In 1999, Obasanjo, rumoured to have been a CIA man-Friday, famous for advocating the use of Juju in the fight against Apartheid and whom Abacha wanted to decapitate in prison, was hurried out, gifted with a mysterious N130 million, which purchased him PDP’s presidential top slot, and rode to dislodge Ekwueme at the Eagle Square in Abuja. His second missionary journey saw some strides. We thought democracy had arrived. We went through the motions of elections, without progress. Obasanjo imposed a sick Yar’Adua on us, who died in office. Jonathan replaced him after the equivalent of a civil war among elitist thieves in tribal togas.

In 2015, Buhari aligned with Tinubu to wrest power from Jonathan. The APC was ready to go to war and rip Nigeria asunder, according to Kashim Shettima, if Jonathan tried to hold on to power. Jonathan left power to a Buhari, who grew to become the very summary of cluelessness.

Buhari’s nepotism, economic ignorance, and what looks like encroaching dementia, all compounded the problems of a country that has ambled from one crisis to the other.

Today, Nigeria is standing at the gates of a hell, which Dante’s fertile imaginations could never have approximated. And whoever would succeed Buhari has no good cards to play. The country is listing dangerously to starboard. Inflation has topped 19.64%. Those stealing Nigeria’s crude have never gone on holiday. The country is hemorrhaging its human resources to other countries. Youth unemployment stands at 34.9% and 69% of Nigerians are living below the poverty line. And the debt-to-GDP ratio is criminally insane. Check it out yourself.
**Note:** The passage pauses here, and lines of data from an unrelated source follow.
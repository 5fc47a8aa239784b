//! Criterion benchmarks for move enumeration and lookahead choice.
//!
//! Run with:
//!     cargo bench --bench move_gen

use criterion::{black_box, criterion_group, criterion_main, BenchmarkId, Criterion};
use rand::rngs::StdRng;
use rand::SeedableRng;

use ninja_taisen_engine::engine::bot_strategy::{lookup_strategy, BotStrategy};
use ninja_taisen_engine::engine::lookahead::opponent_win_probability;
use ninja_taisen_engine::engine::simulator::play_turn;
use ninja_taisen_engine::games::ninja_taisen::board::Board;
use ninja_taisen_engine::games::ninja_taisen::dice::DiceRolls;
use ninja_taisen_engine::games::ninja_taisen::moves::gather_all_moves;
use ninja_taisen_engine::games::ninja_taisen::types::Team;

struct Fixture {
    label: String,
    board: Board,
    team: Team,
    dice: DiceRolls,
}

/// Positions reached by playing a few seeded turns from a fresh deal.
fn build_fixtures() -> Vec<Fixture> {
    let strategy = lookup_strategy("metric_position").unwrap();
    let mut fixtures = Vec::new();

    for seed in [1u64, 2, 3] {
        for turns in [0usize, 4, 8] {
            let mut rng = StdRng::seed_from_u64(seed);
            let mut board = Board::new_game(&mut rng);
            let mut team = Team::Monkey;
            for _ in 0..turns {
                if board.is_terminal() {
                    break;
                }
                let dice = DiceRolls::roll(&mut rng);
                play_turn(&mut board, team, &dice, strategy.as_ref(), &mut rng).unwrap();
                team = team.other();
            }
            if board.is_terminal() {
                continue;
            }
            fixtures.push(Fixture {
                label: format!("s{}_t{}", seed, turns),
                board,
                team,
                dice: DiceRolls::roll(&mut rng),
            });
        }
    }

    assert!(!fixtures.is_empty(), "no non-terminal fixtures generated");
    fixtures
}

fn bench_gather_all_moves(c: &mut Criterion) {
    let fixtures = build_fixtures();
    let mut group = c.benchmark_group("gather_all_moves");

    for fixture in &fixtures {
        group.bench_with_input(BenchmarkId::new("enumerate", &fixture.label), fixture, |b, f| {
            b.iter(|| gather_all_moves(black_box(&f.board), f.team, &f.dice).unwrap().len());
        });
    }

    group.finish();
}

fn bench_opponent_win_probability(c: &mut Criterion) {
    let fixtures = build_fixtures();
    let mut group = c.benchmark_group("opponent_win_probability");
    group.sample_size(20);

    for fixture in &fixtures {
        group.bench_with_input(BenchmarkId::new("27_rolls", &fixture.label), fixture, |b, f| {
            b.iter(|| opponent_win_probability(black_box(&f.board), f.team.other()).unwrap());
        });
    }

    group.finish();
}

fn bench_choose(c: &mut Criterion) {
    let fixtures = build_fixtures();
    let strategies: Vec<Box<dyn BotStrategy>> = ["metric_strength", "lookahead_strength"]
        .iter()
        .map(|name| lookup_strategy(name).unwrap())
        .collect();

    let mut group = c.benchmark_group("choose_moves");
    group.sample_size(10);

    for fixture in fixtures.iter().take(3) {
        let candidates = gather_all_moves(&fixture.board, fixture.team, &fixture.dice).unwrap();
        for strategy in &strategies {
            group.bench_with_input(
                BenchmarkId::new(strategy.name(), &fixture.label),
                &candidates,
                |b, candidates| {
                    let mut rng = StdRng::seed_from_u64(0);
                    b.iter(|| strategy.choose_moves(candidates, &mut rng).unwrap().is_some());
                },
            );
        }
    }

    group.finish();
}

criterion_group!(
    benches,
    bench_gather_all_moves,
    bench_opponent_win_probability,
    bench_choose
);
criterion_main!(benches);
Economic metrics aside, there is an unfolding genocide in the Middle Belt of Nigeria. Agitations threatening to break up the country are everywhere. Bandits have taken over Nigerian highways and forests. Islamic terrorists have carved out parts of Nigeria as their quasi-caliphates.

It is a state of nature out there. The pessimisms of Hobbes’s Leviathan, have taken flesh and incarnated in Nigeria. In the Nigeria to be inherited by a new president come 29th May 2023, Buhari has finally made sure that there will be “no place for industry; because the fruit thereof is uncertain; and consequently no culture of the earth; no navigation, nor use of the commodities that may be imported by sea; no commodious building; no instruments of moving, and removing such things as require much force; no society; no knowledge of the face of the earth; no account of time; no arts; no letters; no society; and which is worst of all, continual fear, and danger of violent death; And the life of man, solitary, poor, nasty, brutish and short” (Thomas Hobbes, Leviathan).

Despite this bleak situation, I am hopeful that if the right man is elected, every challenge becomes an opportunity for greatness. If we mess it up this time, by electing the same thieves parading themselves as men with structure, you would have signed Nigeria’s death certificate.

The choice is yours.

I don’t envy Peter Obi. But I will vote for him.

Onyemaechi Ogbunwezeh is a Nigerian and a Senior Research Fellow and Director for Genocide Prevention at the Christian Solidarity International, Switzerland.